In the data below, count how many lines contain "super" and give that number by itself.
Segment Start: AVAILABLE DATA
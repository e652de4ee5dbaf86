//! Producer half of the cleaner: samples the table, decodes it and hands the
//! records to the consumer one at a time.

use std::sync::Arc;
use std::time::{Duration, Instant};

use thiserror::Error;
use tokio::sync::{mpsc, watch};
use tracing::{debug, info, trace, warn};

use crate::config::CleanerConfig;
use crate::conntrack::{parse_table, ConnRecord, TableSampler};
use crate::telemetry::metrics::values;
use crate::telemetry::Metrics;

/// A single in-flight message: the producer waits for the consumer to pick
/// up each record before decoding the next one.
pub const PIPELINE_CAPACITY: usize = 1;

/// Message carried from the producer to the consumer.
#[derive(Debug, Clone, PartialEq, Eq)]
pub enum DumpEvent {
    Record(ConnRecord),
    /// Every record of the current table dump has been sent
    EndOfDump,
}

pub fn channel() -> (mpsc::Sender<DumpEvent>, mpsc::Receiver<DumpEvent>) {
    mpsc::channel(PIPELINE_CAPACITY)
}

#[derive(Debug, Error)]
#[error("pipeline consumer has gone away")]
pub struct PipelineClosed;

/// Counters for one sampling round.
#[derive(Debug, Clone, Copy, Default, PartialEq, Eq)]
pub struct RoundStats {
    /// Round skipped: query failed or returned nothing
    pub skipped: bool,
    pub sent: usize,
    pub filtered: usize,
    pub decode_failures: usize,
}

pub struct Producer<S> {
    sampler: S,
    config: CleanerConfig,
    metrics: Option<Arc<Metrics>>,
}

impl<S: TableSampler> Producer<S> {
    pub fn new(sampler: S, config: CleanerConfig) -> Self {
        Self { sampler, config, metrics: None }
    }

    pub fn with_metrics(mut self, metrics: Arc<Metrics>) -> Self {
        self.metrics = Some(metrics);
        self
    }

    /// Sample, decode and forward until `shutdown` flips to `true`.
    ///
    /// Shutdown is only honoured between rounds, so the consumer always sees a
    /// complete dump followed by its `EndOfDump`. Dropping `tx` on return lets
    /// the consumer drain the channel and stop.
    pub async fn run(self, tx: mpsc::Sender<DumpEvent>, mut shutdown: watch::Receiver<bool>) {
        let interval = self.config.sampling_interval();
        info!(?interval, "conntrack sampler started");

        loop {
            if *shutdown.borrow() {
                break;
            }

            if let Err(e) = self.sample_round(&tx).await {
                warn!(error = %e, "stopping sampler");
                break;
            }

            if pause(interval, &mut shutdown).await {
                break;
            }
        }

        info!("conntrack sampler stopped");
    }

    /// Run one sampling round and push its records into the pipeline.
    pub async fn sample_round(
        &self,
        tx: &mpsc::Sender<DumpEvent>,
    ) -> Result<RoundStats, PipelineClosed> {
        let mut stats = RoundStats::default();

        let started = Instant::now();
        let sampled = self.sampler.sample().await;
        let elapsed = started.elapsed().as_secs_f64();

        let table = match sampled {
            Ok(table) if table.trim().is_empty() => {
                debug!("no unanswered conntrack entries, skipping round");
                self.record_sample(values::SAMPLE_EMPTY, elapsed);
                stats.skipped = true;
                return Ok(stats);
            }
            Ok(table) => table,
            Err(e) => {
                warn!(error = %e, "conntrack table query failed, skipping round");
                self.record_sample(values::SAMPLE_FAILED, elapsed);
                stats.skipped = true;
                return Ok(stats);
            }
        };
        self.record_sample(values::SAMPLE_OK, elapsed);

        for (line, result) in parse_table(&table) {
            match result {
                Ok(record) if self.config.tracks(record.protocol) => {
                    tx.send(DumpEvent::Record(record))
                        .await
                        .map_err(|_| PipelineClosed)?;
                    stats.sent = stats.sent.saturating_add(1);
                }
                Ok(record) => {
                    trace!(%record, "tracking disabled for protocol, dropping record");
                    if let Some(m) = &self.metrics {
                        m.record_filtered(record.protocol);
                    }
                    stats.filtered = stats.filtered.saturating_add(1);
                }
                Err(e) => {
                    warn!(line, error = %e, "failed to decode conntrack entry");
                    if let Some(m) = &self.metrics {
                        m.record_decode_failure(e.reason());
                    }
                    stats.decode_failures = stats.decode_failures.saturating_add(1);
                }
            }
        }

        tx.send(DumpEvent::EndOfDump)
            .await
            .map_err(|_| PipelineClosed)?;

        debug!(
            sent = stats.sent,
            filtered = stats.filtered,
            decode_failures = stats.decode_failures,
            "table dump forwarded"
        );
        Ok(stats)
    }

    fn record_sample(&self, result: &'static str, elapsed: f64) {
        if let Some(m) = &self.metrics {
            m.record_sample(result, elapsed);
        }
    }
}

/// Sleep for `interval`; returns `true` if shutdown was requested meanwhile.
async fn pause(interval: Duration, shutdown: &mut watch::Receiver<bool>) -> bool {
    let sleep = tokio::time::sleep(interval);
    tokio::pin!(sleep);

    loop {
        tokio::select! {
            _ = &mut sleep => return false,
            res = shutdown.changed() => match res {
                Ok(()) if *shutdown.borrow() => {
                    info!("shutdown signal received, stopping sampler");
                    return true;
                }
                Ok(()) => continue,
                // sender dropped; treat as no shutdown signal
                Err(_) => {
                    (&mut sleep).await;
                    return false;
                }
            },
        }
    }
}
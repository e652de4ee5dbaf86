pub mod health;
pub mod metrics;
pub mod metrics_handler;
pub mod server;
pub mod tracing;

pub use health::{health_check_response, live_check_response, ready_check_response, Readiness};
pub use metrics::{init_metrics, Metrics};
pub use metrics_handler::handle_metrics;
pub use server::start_observability_server;
pub use tracing::init_tracing_with_otel;
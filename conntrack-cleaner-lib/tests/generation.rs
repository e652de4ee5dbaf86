use std::net::IpAddr;
use std::time::{Duration, Instant};

use conntrack_cleaner_lib::cleaner::{GenerationComparator, RotationSummary, StalenessTracker};
use conntrack_cleaner_lib::conntrack::{ConnKey, ConnRecord, Protocol};

const PURGE: Duration = Duration::from_secs(60);

fn flow(sport: u16) -> ConnRecord {
    let src: IpAddr = [10, 0, 0, 1].into();
    let dst: IpAddr = [10, 0, 0, 2].into();
    ConnRecord::new(Protocol::Udp, 30, src, sport, dst, 6000)
}

#[test]
fn test_first_rotation_only_takes_baseline() {
    let mut tracker = StalenessTracker::new(5);
    let mut generations = GenerationComparator::new(PURGE);
    let start = Instant::now();

    tracker.observe_at(flow(1), start);
    tracker.observe_at(flow(2), start);

    // Far past the purge threshold, but nothing to compare against yet.
    let summary = generations.rotate_at(&mut tracker, start + PURGE * 10);
    assert_eq!(summary, RotationSummary { first: true, tracked: 2, ..Default::default() });
    assert_eq!(tracker.len(), 2);
    assert_eq!(generations.previous().map(|p| p.len()), Some(2));
}

#[test]
fn test_old_flow_purged_even_with_zero_counter() {
    let mut tracker = StalenessTracker::new(5);
    let mut generations = GenerationComparator::new(PURGE);
    let start = Instant::now();

    tracker.observe_at(flow(1), start);
    generations.rotate_at(&mut tracker, start);

    let summary = generations.rotate_at(&mut tracker, start + PURGE + Duration::from_secs(1));
    assert_eq!(summary.purged, 1);
    assert_eq!(summary.tracked, 0);
    assert!(!tracker.contains(&ConnKey::from(&flow(1))));
}

#[test]
fn test_flow_at_threshold_is_kept() {
    let mut tracker = StalenessTracker::new(5);
    let mut generations = GenerationComparator::new(PURGE);
    let start = Instant::now();

    tracker.observe_at(flow(1), start);
    generations.rotate_at(&mut tracker, start);

    let summary = generations.rotate_at(&mut tracker, start + PURGE);
    assert_eq!(summary.purged, 0);
    assert_eq!(tracker.len(), 1);
}

#[test]
fn test_disappeared_flow_dropped_from_snapshot() {
    let mut tracker = StalenessTracker::new(0);
    let mut generations = GenerationComparator::new(PURGE);
    let start = Instant::now();

    tracker.observe_at(flow(1), start);
    tracker.observe_at(flow(2), start);
    generations.rotate_at(&mut tracker, start);

    // flow 1 goes stale and leaves the tracker during the next dump
    assert!(tracker.observe_at(flow(1), start).is_stale());

    let summary = generations.rotate_at(&mut tracker, start + Duration::from_secs(1));
    assert_eq!(summary.disappeared, 1);
    assert_eq!(summary.purged, 0);

    let previous = generations.previous().map(|p| p.len());
    assert_eq!(previous, Some(1));
}

#[test]
fn test_new_flows_join_the_next_snapshot() {
    let mut tracker = StalenessTracker::new(5);
    let mut generations = GenerationComparator::new(PURGE);
    let start = Instant::now();

    generations.rotate_at(&mut tracker, start);
    tracker.observe_at(flow(7), start + Duration::from_secs(1));

    let summary = generations.rotate_at(&mut tracker, start + Duration::from_secs(2));
    assert!(!summary.first);
    assert_eq!(summary.tracked, 1);
    assert!(generations
        .previous()
        .is_some_and(|p| p.contains_key(&ConnKey::from(&flow(7)))));
}

#[test]
fn test_young_flows_survive_many_rotations() {
    let mut tracker = StalenessTracker::new(u32::MAX);
    let mut generations = GenerationComparator::new(PURGE);
    let start = Instant::now();

    tracker.observe_at(flow(1), start);
    for secs in 0..30 {
        let now = start + Duration::from_secs(secs);
        tracker.observe_at(flow(1), now);
        generations.rotate_at(&mut tracker, now);
    }
    assert_eq!(tracker.len(), 1);
}
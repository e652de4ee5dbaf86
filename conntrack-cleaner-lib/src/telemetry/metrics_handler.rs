use http_body_util::{combinators::BoxBody, BodyExt, Full};
use hyper::body::Bytes;
use hyper::Response;
use hyper::StatusCode;
use prometheus::{Encoder, TextEncoder};

use crate::error::{CleanerError, Result};

type RespBody = BoxBody<Bytes, hyper::Error>;

pub fn handle_metrics(registry: &prometheus::Registry) -> Result<Response<RespBody>> {
    let encoder = TextEncoder::new();
    let metric_families = registry.gather();
    let mut buffer = Vec::new();

    encoder
        .encode(&metric_families, &mut buffer)
        .map_err(|e| CleanerError::Http(format!("Failed to encode metrics: {e}")))?;

    let body = Full::new(Bytes::from(buffer))
        .map_err(|never| match never {})
        .boxed();

    let response = Response::builder()
        .status(StatusCode::OK)
        .header("Content-Type", encoder.format_type())
        .body(body)
        .map_err(|e| CleanerError::Http(format!("Failed to build response: {e}")))?;

    Ok(response)
}
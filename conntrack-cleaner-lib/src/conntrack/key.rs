use std::fmt;
use std::net::IpAddr;

use super::record::{ConnRecord, Protocol};

/// Identity of a flow across sampling rounds.
///
/// Built from the original-direction 5-tuple. Field order is fixed, so a flow
/// and its mirror image (source and destination swapped) are distinct keys.
#[derive(Debug, Clone, Copy, PartialEq, Eq, Hash, PartialOrd, Ord)]
pub struct ConnKey {
    pub src: IpAddr,
    pub sport: u16,
    pub dst: IpAddr,
    pub dport: u16,
    pub protocol: Protocol,
}

impl From<&ConnRecord> for ConnKey {
    fn from(record: &ConnRecord) -> Self {
        Self {
            src: record.src,
            sport: record.sport,
            dst: record.dst,
            dport: record.dport,
            protocol: record.protocol,
        }
    }
}

impl fmt::Display for ConnKey {
    fn fmt(&self, f: &mut fmt::Formatter<'_>) -> fmt::Result {
        write!(
            f,
            "{};{};{}",
            SocketFmt(self.src, self.sport),
            SocketFmt(self.dst, self.dport),
            self.protocol
        )
    }
}

/// `ip:port`, with IPv6 addresses bracketed.
struct SocketFmt(IpAddr, u16);

impl fmt::Display for SocketFmt {
    fn fmt(&self, f: &mut fmt::Formatter<'_>) -> fmt::Result {
        match self.0 {
            IpAddr::V4(ip) => write!(f, "{ip}:{}", self.1),
            IpAddr::V6(ip) => write!(f, "[{ip}]:{}", self.1),
        }
    }
}

#[cfg(test)]
mod tests {
    use super::*;
    use std::net::{Ipv4Addr, Ipv6Addr};

    fn record(src: [u8; 4], sport: u16, dst: [u8; 4], dport: u16) -> ConnRecord {
        ConnRecord::new(
            Protocol::Udp,
            30,
            IpAddr::from(Ipv4Addr::from(src)),
            sport,
            IpAddr::from(Ipv4Addr::from(dst)),
            dport,
        )
    }

    #[test]
    fn test_key_ignores_expiry() {
        let a = record([10, 0, 0, 1], 5000, [10, 0, 0, 2], 6000);
        let mut b = a.clone();
        b.expiry = 5;
        assert_eq!(ConnKey::from(&a), ConnKey::from(&b));
    }

    #[test]
    fn test_swapped_endpoints_are_distinct() {
        let forward = record([10, 0, 0, 1], 5000, [10, 0, 0, 2], 6000);
        let reverse = record([10, 0, 0, 2], 6000, [10, 0, 0, 1], 5000);
        assert_ne!(ConnKey::from(&forward), ConnKey::from(&reverse));
    }

    #[test]
    fn test_swapped_ports_are_distinct() {
        let a = record([10, 0, 0, 1], 5000, [10, 0, 0, 2], 6000);
        let b = record([10, 0, 0, 1], 6000, [10, 0, 0, 2], 5000);
        assert_ne!(ConnKey::from(&a), ConnKey::from(&b));
    }

    #[test]
    fn test_protocol_is_part_of_identity() {
        let udp = record([10, 0, 0, 1], 5000, [10, 0, 0, 2], 6000);
        let mut tcp = udp.clone();
        tcp.protocol = Protocol::Tcp;
        assert_ne!(ConnKey::from(&udp), ConnKey::from(&tcp));
    }

    #[test]
    fn test_display() {
        let key = ConnKey::from(&record([10, 0, 0, 1], 5000, [10, 0, 0, 2], 6000));
        assert_eq!(key.to_string(), "10.0.0.1:5000;10.0.0.2:6000;udp");

        let v6 = ConnKey {
            src: IpAddr::V6(Ipv6Addr::LOCALHOST),
            sport: 1,
            dst: IpAddr::V6(Ipv6Addr::LOCALHOST),
            dport: 2,
            protocol: Protocol::Tcp,
        };
        assert_eq!(v6.to_string(), "[::1]:1;[::1]:2;tcp");
    }
}
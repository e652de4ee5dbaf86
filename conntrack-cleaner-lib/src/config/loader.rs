use std::fs;
use std::path::Path;

use crate::config::Config;
use crate::error::{CleanerError, Result};

pub fn load_from_path<P: AsRef<Path>>(p: P) -> Result<Config> {
    let txt = fs::read_to_string(p)
        .map_err(|e| CleanerError::Config(format!("Failed to read config file: {e}")))?;
    let cfg: Config = toml::from_str(&txt)
        .map_err(|e| CleanerError::Config(format!("Failed to parse config: {e}")))?;

    validate_config(&cfg)?;

    Ok(cfg)
}

pub fn validate_config(cfg: &Config) -> Result<()> {
    if cfg.cleaner.sampling_interval_ms == 0 {
        return Err(CleanerError::Config("sampling_interval_ms must be greater than 0".into()));
    }

    if cfg.conntrack.command_timeout_ms == 0 {
        return Err(CleanerError::Config("command_timeout_ms must be greater than 0".into()));
    }

    if cfg.conntrack.binary.as_os_str().is_empty() {
        return Err(CleanerError::Config("conntrack binary must not be empty".into()));
    }

    Ok(())
}
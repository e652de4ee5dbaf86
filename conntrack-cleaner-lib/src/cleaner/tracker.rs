//! Per-flow staleness accounting.
//!
//! Every unanswered flow seen in a table dump is keyed by its 5-tuple. When
//! the kernel keeps re-reporting a flow with an expiry that did not go down,
//! nothing is answering it: each such observation bumps the flow's counter,
//! and once the counter exceeds the renewal threshold the flow is reported as
//! stale and forgotten.

use std::time::{Duration, Instant};

use ahash::AHashMap;

use crate::conntrack::{ConnKey, ConnRecord};

/// State kept for one flow between observations.
#[derive(Debug, Clone, PartialEq, Eq)]
pub struct TrackedEntry {
    /// Record the counter is compared against
    pub latest: ConnRecord,
    /// Consecutive observations with a non-decreasing expiry
    pub stale_count: u32,
    pub first_seen: Instant,
}

impl TrackedEntry {
    fn new(record: ConnRecord, now: Instant) -> Self {
        Self { latest: record, stale_count: 0, first_seen: now }
    }

    /// Time since the flow was first observed, zero if `now` is earlier.
    pub fn age(&self, now: Instant) -> Duration {
        now.saturating_duration_since(self.first_seen)
    }
}

pub type TrackingMap = AHashMap<ConnKey, TrackedEntry>;

/// Outcome of feeding one record into the tracker.
#[derive(Debug, Clone, PartialEq, Eq)]
pub enum Observation {
    /// First sighting, tracking started
    New,
    /// Expiry did not decrease; counter bumped but still within the threshold
    Renewed { stale_count: u32 },
    /// Expiry went down; the flow is making progress, counter untouched
    Progressing { stale_count: u32 },
    /// Threshold exceeded; the entry has already been removed from the tracker
    Stale(ConnRecord),
}

impl Observation {
    pub fn is_stale(&self) -> bool {
        matches!(self, Observation::Stale(_))
    }
}

#[derive(Debug, Clone)]
pub struct StalenessTracker {
    entries: TrackingMap,
    renewal_threshold: u32,
}

impl StalenessTracker {
    pub fn new(renewal_threshold: u32) -> Self {
        Self { entries: TrackingMap::default(), renewal_threshold }
    }

    pub fn renewal_threshold(&self) -> u32 {
        self.renewal_threshold
    }

    pub fn observe(&mut self, record: ConnRecord) -> Observation {
        self.observe_at(record, Instant::now())
    }

    /// Feed one record observed at `now`.
    ///
    /// A stale entry is removed here, before the caller decides whether the
    /// kernel entry should actually be deleted, so flows that are never
    /// deleted (DNS, loopback) cannot grow their counter forever.
    pub fn observe_at(&mut self, record: ConnRecord, now: Instant) -> Observation {
        let key = ConnKey::from(&record);

        let Some(entry) = self.entries.get_mut(&key) else {
            self.entries.insert(key, TrackedEntry::new(record, now));
            return Observation::New;
        };

        if record.expiry < entry.latest.expiry {
            entry.latest = record;
            return Observation::Progressing { stale_count: entry.stale_count };
        }

        entry.stale_count = entry.stale_count.saturating_add(1);
        let stale_count = entry.stale_count;
        if stale_count > self.renewal_threshold {
            self.entries.remove(&key);
            return Observation::Stale(record);
        }

        Observation::Renewed { stale_count }
    }

    pub fn get(&self, key: &ConnKey) -> Option<&TrackedEntry> {
        self.entries.get(key)
    }

    pub fn contains(&self, key: &ConnKey) -> bool {
        self.entries.contains_key(key)
    }

    /// Drop a flow without reporting it.
    pub fn evict(&mut self, key: &ConnKey) -> Option<TrackedEntry> {
        self.entries.remove(key)
    }

    pub fn entries(&self) -> &TrackingMap {
        &self.entries
    }

    pub fn len(&self) -> usize {
        self.entries.len()
    }

    pub fn is_empty(&self) -> bool {
        self.entries.is_empty()
    }
}
mod cli;
mod key;
mod parser;
mod record;

pub use cli::{
    delete_args, filter_unreplied, CommandError, ConntrackCli, DeletionExecutor, TableSampler,
    UNREPLIED_MARKER,
};
pub use key::ConnKey;
pub use parser::{parse_line, parse_table, DecodeError};
pub use record::{ConnRecord, Protocol};
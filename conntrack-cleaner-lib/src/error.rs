use thiserror::Error;

/// Errors that can occur in the cleaner daemon
#[derive(Error, Debug)]
pub enum CleanerError {
    #[error("IO error: {0}")]
    Io(#[from] std::io::Error),

    #[error("Configuration error: {0}")]
    Config(String),

    #[error("HTTP error: {0}")]
    Http(String),
}

pub type Result<T> = std::result::Result<T, CleanerError>;
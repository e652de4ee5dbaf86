#![forbid(unsafe_code)]

pub mod cleaner;
pub mod config;
pub mod conntrack;
pub mod error;
pub mod telemetry;

pub use cleaner::{run, Cleaner, CleanerStats, Producer};
pub use config::{apply_env_overrides, load_from_path, validate_config, CleanerConfig, Config};
pub use conntrack::{ConnKey, ConnRecord, ConntrackCli, Protocol};
pub use error::{CleanerError, Result};
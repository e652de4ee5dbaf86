use std::fmt;
use std::net::IpAddr;

/// Transport protocol of a tracked flow.
#[derive(Debug, Clone, Copy, PartialEq, Eq, Hash, PartialOrd, Ord)]
pub enum Protocol {
    Tcp,
    Udp,
    /// Anything the cleaner does not track (icmp, sctp, ...)
    Unknown,
}

impl Protocol {
    /// Map a conntrack protocol name (`tcp`, `udp`, ...) to a protocol.
    pub fn from_name(name: &str) -> Self {
        match name {
            "tcp" => Protocol::Tcp,
            "udp" => Protocol::Udp,
            _ => Protocol::Unknown,
        }
    }

    pub fn as_str(&self) -> &'static str {
        match self {
            Protocol::Tcp => "tcp",
            Protocol::Udp => "udp",
            Protocol::Unknown => "unknown",
        }
    }
}

impl fmt::Display for Protocol {
    fn fmt(&self, f: &mut fmt::Formatter<'_>) -> fmt::Result {
        f.write_str(self.as_str())
    }
}

/// Snapshot of one conntrack entry at one sampling instant.
///
/// Only the original-direction tuple is kept; the reply tuple reported by
/// conntrack is redundant for identification and deletion.
#[derive(Debug, Clone, PartialEq, Eq)]
pub struct ConnRecord {
    pub protocol: Protocol,
    /// Seconds until the kernel expires the entry, as reported at sampling time
    pub expiry: u64,
    pub src: IpAddr,
    pub dst: IpAddr,
    pub sport: u16,
    pub dport: u16,
}

impl ConnRecord {
    pub fn new(
        protocol: Protocol,
        expiry: u64,
        src: IpAddr,
        sport: u16,
        dst: IpAddr,
        dport: u16,
    ) -> Self {
        Self { protocol, expiry, src, dst, sport, dport }
    }
}

impl fmt::Display for ConnRecord {
    fn fmt(&self, f: &mut fmt::Formatter<'_>) -> fmt::Result {
        write!(
            f,
            "{} {}:{} -> {}:{} (expiry {}s)",
            self.protocol, self.src, self.sport, self.dst, self.dport, self.expiry
        )
    }
}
Segment End: AVAILABLE DATA
## FINAL ANSWER
2